Zoologists say very few wild horses remain on earth, with the Przewalski horse counting among them. Of the less than 2,000 Przewalski horses left, 300 live in the wild and about 1,500 are in captive breeding programs and zoos. Le Villaret in France is one of the largest natural reserves for these horses.
Recently, six Przewalski horses were brought by plane from France to the Russian city of Orenburg as part of a new program to return them to their original habitat.
China and Mongolia launched their own reintroduction programs in the early 1990s. Also, a few horses were released, as an experiment, into the exclusion zone near the Chernobyl nuclear power plant in Ukraine. There, they began to actively proliferate despite the radiation. Now, according to scientists, the Przewalski horse population in the Chernobyl zone amounts to about 100.
About the Przewalski horse
The horse was first identified in 1879 by Russian explorer and naturalist, Nikolai Przhevalsky (spelled in Polish as Przewalski), during his second expedition to Central Asia.
Przewalski horses live in family groups, whose leader is a strong stallion with absolute power. He decides which direction the group takes, and which watering places they visit. During cold winters, these horses warm themselves by standing in a circle; they drive foals and sick horses in the middle and warm them with their breath. They have short, but strong and durable legs, and a strip of black hair runs along their back.

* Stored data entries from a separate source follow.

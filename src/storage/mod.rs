// SPDX-License-Identifier: AGPL-3.0-or-later
//
// Copyright (C) 2026 Relational Network

//! # Account Store
//!
//! The account store is the only shared mutable resource in the service.
//! Every balance change, account creation, and deletion goes through the
//! [`AccountStore`] trait, and every multi-row change is committed as a
//! single transaction.
//!
//! ## Implementations
//!
//! - [`RedbAccountStore`] - embedded redb database (pure Rust, ACID)

pub mod redb_store;

pub use redb_store::RedbAccountStore;

use crate::models::Account;

#[derive(Debug, thiserror::Error)]
pub enum StoreError {
    #[error("account not found: {0}")]
    AccountNotFound(String),

    #[error("account already exists: {0}")]
    AlreadyExists(String),

    #[error("insufficient funds in account {number}: balance {balance}, requested {requested}")]
    InsufficientFunds {
        number: i64,
        balance: i64,
        requested: i64,
    },

    #[error("amount must be positive, got {0}")]
    InvalidAmount(i64),

    #[error("source and destination are the same account: {0}")]
    SameAccount(i64),

    #[error("balance overflow on account {0}")]
    BalanceOverflow(String),

    #[error("I/O error: {0}")]
    Io(#[from] std::io::Error),

    #[error("redb error: {0}")]
    Redb(#[from] redb::Error),

    #[error("redb database error: {0}")]
    RedbDatabase(#[from] redb::DatabaseError),

    #[error("redb transaction error: {0}")]
    RedbTransaction(#[from] redb::TransactionError),

    #[error("redb table error: {0}")]
    RedbTable(#[from] redb::TableError),

    #[error("redb storage error: {0}")]
    RedbStorage(#[from] redb::StorageError),

    #[error("redb commit error: {0}")]
    RedbCommit(#[from] redb::CommitError),

    #[error("serialization error: {0}")]
    Serde(#[from] serde_json::Error),
}

pub type StoreResult<T> = Result<T, StoreError>;

/// Durable repository of accounts, keyed by id and by account number.
pub trait AccountStore: Send + Sync {
    /// Insert a new account.
    ///
    /// # Errors
    /// `StoreError::AlreadyExists` if the id or the number is already taken.
    fn create_account(&self, account: &Account) -> StoreResult<()>;

    fn get_account_by_id(&self, id: &str) -> StoreResult<Option<Account>>;

    fn get_account_by_number(&self, number: i64) -> StoreResult<Option<Account>>;

    /// Remove an account. Returns `false` when no such account existed.
    fn delete_account(&self, id: &str) -> StoreResult<bool>;

    /// Every stored account. Not exposed over HTTP.
    fn list_accounts(&self) -> StoreResult<Vec<Account>>;

    /// Credit `amount` to a single account and return the updated record.
    /// Operator and test seeding only; no route calls it.
    fn deposit(&self, id: &str, amount: i64) -> StoreResult<Account>;

    /// Debit `from_number` and credit `to_number` by `amount` in one commit.
    ///
    /// Lookup, funds check, debit and credit all happen inside the same
    /// write transaction. On any error nothing is applied.
    fn atomic_adjust_balances(&self, from_number: i64, to_number: i64, amount: i64)
        -> StoreResult<()>;

    /// Verify the store is reachable.
    fn health_check(&self) -> StoreResult<()>;
}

The Przewalski horse is listed in the Red Book of the Russian Federation, the Red List of the International Union for Conservation of Nature, and in the Convention on International Trade in Endangered Species of Wild Fauna and Flora (CITES).
Why they left the steppe
About 100 years ago this wild horse was still found in the Eurasian steppes — in the expanses of Russia, China, Mongolia, and Kazakhstan. But the Przewalski horse was driven from its original habitat by man’s development of cattle-breeding. When the horse could no longer roam freely over the expanse of the steppe, the animal perished.

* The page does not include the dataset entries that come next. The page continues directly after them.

// SPDX-License-Identifier: AGPL-3.0-or-later
//
// Copyright (C) 2026 Relational Network

use axum::{
    extract::{rejection::JsonRejection, FromRequest},
    http::StatusCode,
    response::{IntoResponse, Response},
    Json,
};
use serde::Serialize;

use crate::auth::AuthError;
use crate::ledger::TransferError;
use crate::storage::StoreError;

#[derive(Debug)]
pub struct ApiError {
    pub status: StatusCode,
    pub message: String,
}

#[derive(Serialize)]
struct ErrorBody {
    error: String,
}

impl ApiError {
    pub fn new(status: StatusCode, message: impl Into<String>) -> Self {
        Self {
            status,
            message: message.into(),
        }
    }

    pub fn not_found(message: impl Into<String>) -> Self {
        Self::new(StatusCode::NOT_FOUND, message)
    }

    pub fn bad_request(message: impl Into<String>) -> Self {
        Self::new(StatusCode::BAD_REQUEST, message)
    }

    pub fn forbidden(message: impl Into<String>) -> Self {
        Self::new(StatusCode::FORBIDDEN, message)
    }

    pub fn conflict(message: impl Into<String>) -> Self {
        Self::new(StatusCode::CONFLICT, message)
    }

    pub fn unprocessable(message: impl Into<String>) -> Self {
        Self::new(StatusCode::UNPROCESSABLE_ENTITY, message)
    }

    /// Generic 500. Details belong in the logs, not the response.
    pub fn internal() -> Self {
        Self::new(StatusCode::INTERNAL_SERVER_ERROR, "Internal server error")
    }
}

impl IntoResponse for ApiError {
    fn into_response(self) -> Response {
        let body = Json(ErrorBody {
            error: self.message,
        });
        (self.status, body).into_response()
    }
}

impl From<StoreError> for ApiError {
    fn from(e: StoreError) -> Self {
        match e {
            StoreError::AccountNotFound(_) => ApiError::not_found("Account not found"),
            StoreError::InsufficientFunds { .. } => ApiError::unprocessable("Insufficient funds"),
            StoreError::InvalidAmount(_) => ApiError::bad_request("Amount must be positive"),
            StoreError::SameAccount(_) => {
                ApiError::bad_request("Cannot transfer to the same account")
            }
            StoreError::BalanceOverflow(_) => ApiError::unprocessable("Balance limit exceeded"),
            StoreError::AlreadyExists(_) => ApiError::conflict("Account already exists"),
            other => {
                tracing::error!(error = %other, "Account store failure");
                ApiError::internal()
            }
        }
    }
}

impl From<TransferError> for ApiError {
    fn from(e: TransferError) -> Self {
        match e {
            TransferError::InvalidAmount(_) => ApiError::bad_request("Amount must be positive"),
            TransferError::SameAccount => {
                ApiError::bad_request("Cannot transfer to the same account")
            }
            TransferError::AccountNotFound(_) => ApiError::not_found("Account not found"),
            TransferError::InsufficientFunds => ApiError::unprocessable("Insufficient funds"),
            TransferError::Store(inner) => inner.into(),
        }
    }
}

impl From<AuthError> for ApiError {
    fn from(e: AuthError) -> Self {
        match e {
            AuthError::Internal(msg) => {
                tracing::error!(error = %msg, "Authentication failed internally");
                ApiError::internal()
            }
            other => {
                tracing::warn!(reason = other.reason(), "Permission denied");
                ApiError::new(StatusCode::UNAUTHORIZED, crate::auth::error::PERMISSION_DENIED)
            }
        }
    }
}

impl From<JsonRejection> for ApiError {
    fn from(rejection: JsonRejection) -> Self {
        tracing::debug!(error = %rejection.body_text(), "Rejected request body");
        ApiError::bad_request("Invalid request body")
    }
}

/// `Json` extractor whose rejection is an [`ApiError`], so malformed bodies
/// get the same `{"error": ...}` envelope as every other failure.
#[derive(Debug, FromRequest)]
#[from_request(via(axum::Json), rejection(ApiError))]
pub struct ApiJson<T>(pub T);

Today, this steppe beauty can be seen only in zoos. Captivity, however, effects these horses adversely because in the wild they were in constant motion, covering many kilometers each day.

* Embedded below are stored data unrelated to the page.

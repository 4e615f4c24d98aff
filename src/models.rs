// SPDX-License-Identifier: AGPL-3.0-or-later
//
// Copyright (C) 2026 Relational Network

//! # API Data Models
//!
//! This module defines the persisted [`Account`] record and the request and
//! response structures used by the REST API. Wire types derive `ToSchema`
//! for OpenAPI documentation.
//!
//! ## Identifiers
//!
//! - `id` - short opaque string used in URLs and for ownership checks
//! - `number` - numeric address used to route transfers
//!
//! The stored credential hash lives only on [`Account`] and is never part of
//! any response type.

use chrono::{DateTime, Utc};
use serde::{Deserialize, Serialize};
use utoipa::ToSchema;

// =============================================================================
// Account Record
// =============================================================================

/// A ledger account as persisted by the account store.
#[derive(Debug, Clone, Serialize, Deserialize, PartialEq, Eq)]
pub struct Account {
    /// Unique identifier, assigned at creation and never reassigned.
    pub id: String,
    /// Unique transfer address.
    pub number: i64,
    pub first_name: String,
    pub last_name: String,
    /// Salted bcrypt hash of the owner's password.
    #[serde(rename = "password")]
    pub credential_hash: String,
    /// Balance in the smallest currency unit. Never negative once committed.
    pub balance: i64,
    pub created_at: DateTime<Utc>,
}

/// Account as returned to its owner (never includes the credential hash).
#[derive(Debug, Clone, Serialize, Deserialize, ToSchema, PartialEq, Eq)]
pub struct AccountResponse {
    pub id: String,
    pub number: i64,
    pub first_name: String,
    pub last_name: String,
    pub balance: i64,
    pub created_at: DateTime<Utc>,
}

impl From<Account> for AccountResponse {
    fn from(account: Account) -> Self {
        Self {
            id: account.id,
            number: account.number,
            first_name: account.first_name,
            last_name: account.last_name,
            balance: account.balance,
            created_at: account.created_at,
        }
    }
}

// =============================================================================
// Session Models
// =============================================================================

/// Request to log in as an account owner.
#[derive(Debug, Clone, Serialize, Deserialize, ToSchema)]
pub struct LoginRequest {
    /// Account ID returned at creation.
    pub id: String,
    pub password: String,
}

/// Successful login response.
#[derive(Debug, Clone, Serialize, Deserialize, ToSchema)]
pub struct LoginResponse {
    /// Signed bearer token, valid for 24 hours by default.
    pub token: String,
}

// =============================================================================
// Account Lifecycle Models
// =============================================================================

/// Request to open a new account.
#[derive(Debug, Clone, Serialize, Deserialize, ToSchema)]
pub struct CreateAccountRequest {
    pub first_name: String,
    pub last_name: String,
    pub password: String,
}

/// Response after creating an account.
#[derive(Debug, Clone, Serialize, Deserialize, ToSchema)]
pub struct CreateAccountResponse {
    pub id: String,
}

/// Response after deleting an account.
#[derive(Debug, Clone, Serialize, Deserialize, ToSchema)]
pub struct DeleteAccountResponse {
    pub id: String,
}

// =============================================================================
// Transfer Models
// =============================================================================

/// Request to move funds from the caller's account to another account.
///
/// The source account is the one the bearer token was issued for.
#[derive(Debug, Clone, Serialize, Deserialize, ToSchema)]
pub struct TransferRequest {
    pub to_account_number: i64,
    pub amount: i64,
}

/// Echo of a committed transfer.
#[derive(Debug, Clone, Serialize, Deserialize, ToSchema, PartialEq, Eq)]
pub struct TransferResponse {
    pub from_account_number: i64,
    pub to_account_number: i64,
    pub amount: i64,
}

#[cfg(test)]
mod tests {
    use super::*;

    fn sample_account() -> Account {
        Account {
            id: "26abcdefgh".to_string(),
            number: 1234567890,
            first_name: "Ada".to_string(),
            last_name: "Lovelace".to_string(),
            credential_hash: "$2b$04$hash".to_string(),
            balance: 42,
            created_at: Utc::now(),
        }
    }

    #[test]
    fn account_persists_hash_under_password_field() {
        let json = serde_json::to_value(sample_account()).unwrap();
        assert_eq!(json["password"], "$2b$04$hash");
        assert!(json.get("credential_hash").is_none());
    }

    #[test]
    fn account_response_omits_credential_hash() {
        let response: AccountResponse = sample_account().into();
        let json = serde_json::to_value(&response).unwrap();

        assert_eq!(json["id"], "26abcdefgh");
        assert_eq!(json["number"], 1234567890);
        assert_eq!(json["balance"], 42);
        assert!(json.get("password").is_none());
    }

    #[test]
    fn transfer_request_uses_wire_field_names() {
        let request: TransferRequest =
            serde_json::from_str(r#"{"to_account_number":555,"amount":100}"#).unwrap();
        assert_eq!(request.to_account_number, 555);
        assert_eq!(request.amount, 100);
    }
}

As in the case of European bison, when the number of horses in captivity reached a critical mass the question arose of returning the species to the wild. The horses were presented to Orenburg by the French Association for the Przewalski Horse (Association pour le cheval de Przewalski, or TAKH). At the Tour du Valat Biological Station, several generations of horses are kept in a fenced-off area, similar to their natural environment.